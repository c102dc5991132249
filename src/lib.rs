mod avatar;
mod builtin;
mod category;
mod cli;
mod feed;
mod fetcher;
mod format;
mod html;
mod links;
mod page;

use std::time::Duration;

use anyhow::Context as _;
use cli::Args;
use fetcher::Fetcher;

pub use cli::Args as CliArgs;
pub use feed::{FeedSource, LatestFeed, Poster, Topic, TopicList, User};
pub use html::{render_rows, show_latest_posts};
pub use links::ForumLinks;
pub use page::{PageDocument, RowSink};

/// Loads the feed once and writes the page to `args.out`.
///
/// A feed that cannot be loaded is logged and leaves the container as it was in
/// the template; the page is still written and the call succeeds.
pub async fn run(args: Args) -> anyhow::Result<()> {
    let links = args.links();

    let template = match &args.template {
        Some(path) => std::fs::read_to_string(path)
            .with_context(|| format!("read {}", path.display()))?,
        None => html::build_page(&args.container_id),
    };
    PageDocument::ensure_container(&template, &args.container_id)?;

    let fetcher = Fetcher::new(&args.user_agent, args.timeout_secs.map(Duration::from_secs))?;
    let source = args.feed_source();

    tracing::info!(%source, "requesting latest topics");
    let pending = tokio::spawn(feed::load_feed(fetcher, source));
    tracing::debug!("feed request dispatched");

    let loaded = pending.await.context("feed task aborted").and_then(|r| r);
    // The document is not `Send`; it only exists once the feed has settled.
    let mut page = PageDocument::parse(&template, &args.container_id)?;
    match loaded {
        Ok(feed) => {
            html::show_latest_posts(&feed, &links, chrono::Utc::now(), &mut page)?;
            tracing::info!(
                topics = feed.topic_list.topics.len(),
                "rendered latest topics"
            );
        }
        Err(err) => {
            tracing::error!(error = ?err, "failed to load latest topics");
        }
    }

    if let Some(parent) = args.out.parent() {
        if !parent.as_os_str().is_empty() {
            std::fs::create_dir_all(parent)
                .with_context(|| format!("create {}", parent.display()))?;
        }
    }
    let html = page.to_html()?;
    std::fs::write(&args.out, html).with_context(|| format!("write {}", args.out.display()))?;
    Ok(())
}
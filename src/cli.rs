use std::path::PathBuf;

use clap::Parser;
use url::Url;

use crate::feed::FeedSource;
use crate::links::{self, ForumLinks};

#[derive(Debug, Parser)]
#[command(author, version, about)]
pub struct Args {
    /// URL of the Discourse `latest.json` feed.
    #[arg(long, default_value = links::DEFAULT_FEED_URL)]
    pub feed_url: Url,

    /// Render a saved `latest.json` instead of fetching `--feed-url`.
    #[arg(long)]
    pub input: Option<PathBuf>,

    /// HTML page to write the rows into. Defaults to a built-in page with a topics table.
    #[arg(long)]
    pub template: Option<PathBuf>,

    /// Id of the element whose content is replaced by the rendered rows.
    #[arg(long, default_value = "posts-container")]
    pub container_id: String,

    /// Output HTML file.
    #[arg(long, default_value = "latest.html")]
    pub out: PathBuf,

    /// Prefix for topic links; `<slug>/<id>` is appended.
    #[arg(long, default_value = links::DEFAULT_TOPIC_BASE_URL)]
    pub topic_base_url: String,

    /// Prefix for category links; `<class>/<id>` is appended.
    #[arg(long, default_value = links::DEFAULT_CATEGORY_BASE_URL)]
    pub category_base_url: String,

    /// Host prepended to relative `/user_avatar/...` paths.
    #[arg(long, default_value = links::DEFAULT_AVATAR_HOST)]
    pub avatar_host: String,

    /// Avatar size for `{size}` substitution in `avatar_template`.
    #[arg(long, default_value_t = links::DEFAULT_AVATAR_SIZE)]
    pub avatar_size: u32,

    /// HTTP User-Agent used for fetching the feed.
    #[arg(long, default_value = "forum-latest-render/0.1")]
    pub user_agent: String,

    /// Give up on the feed request after this many seconds. No timeout by default.
    #[arg(long)]
    pub timeout_secs: Option<u64>,
}

impl Args {
    pub fn links(&self) -> ForumLinks {
        ForumLinks {
            topic_base: self.topic_base_url.clone(),
            category_base: self.category_base_url.clone(),
            avatar_host: self.avatar_host.clone(),
            avatar_size: self.avatar_size,
        }
    }

    pub fn feed_source(&self) -> FeedSource {
        match &self.input {
            Some(path) => FeedSource::Local(path.clone()),
            None => FeedSource::Remote(self.feed_url.clone()),
        }
    }
}
use std::fmt;
use std::path::PathBuf;

use anyhow::Context as _;
use chrono::{DateTime, Utc};
use serde::Deserialize;
use url::Url;

use crate::fetcher::Fetcher;

/// Body of a Discourse `latest.json`. Unknown fields are ignored; a missing
/// required field rejects the whole feed.
#[derive(Debug, Deserialize)]
pub struct LatestFeed {
    pub topic_list: TopicList,
    #[serde(default)]
    pub users: Vec<User>,
}

#[derive(Debug, Deserialize)]
pub struct TopicList {
    pub topics: Vec<Topic>,
}

#[derive(Debug, Deserialize)]
pub struct Topic {
    pub id: u64,
    pub title: String,
    pub views: u64,
    /// Includes the opening post.
    pub posts_count: u64,
    pub slug: String,
    pub bumped_at: DateTime<Utc>,
    #[serde(default)]
    pub category_id: Option<u64>,
    #[serde(default)]
    pub posters: Vec<Poster>,
}

#[derive(Debug, Deserialize)]
pub struct Poster {
    pub user_id: i64,
}

#[derive(Debug, Deserialize)]
pub struct User {
    pub id: i64,
    #[serde(default)]
    pub username: String,
    #[serde(default)]
    pub name: Option<String>,
    pub avatar_template: String,
}

impl User {
    pub fn display_name(&self) -> &str {
        match self.name.as_deref() {
            Some(name) if !name.trim().is_empty() => name,
            _ => self.username.as_str(),
        }
    }
}

#[derive(Debug, Clone)]
pub enum FeedSource {
    Remote(Url),
    Local(PathBuf),
}

impl fmt::Display for FeedSource {
    fn fmt(&self, f: &mut fmt::Formatter<'_>) -> fmt::Result {
        match self {
            FeedSource::Remote(url) => write!(f, "{url}"),
            FeedSource::Local(path) => write!(f, "{}", path.display()),
        }
    }
}

pub async fn load_feed(fetcher: Fetcher, source: FeedSource) -> anyhow::Result<LatestFeed> {
    match source {
        FeedSource::Remote(url) => fetcher.get_json(url).await,
        FeedSource::Local(path) => {
            let bytes =
                std::fs::read(&path).with_context(|| format!("read {}", path.display()))?;
            serde_json::from_slice(&bytes).context("parse latest feed")
        }
    }
}
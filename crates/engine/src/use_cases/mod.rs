//! Use cases - User story orchestration.
//!
//! Each module contains use cases for a specific domain area.
//! Use cases orchestrate across entity modules to fulfill user stories.

pub mod warps;

pub use warps::WarpUseCases;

=== Work to complete ===
For every line in the data above that holds "impl", return the line itself.

=== Exercise result ===
impl Args {
impl User {
impl fmt::Display for FeedSource {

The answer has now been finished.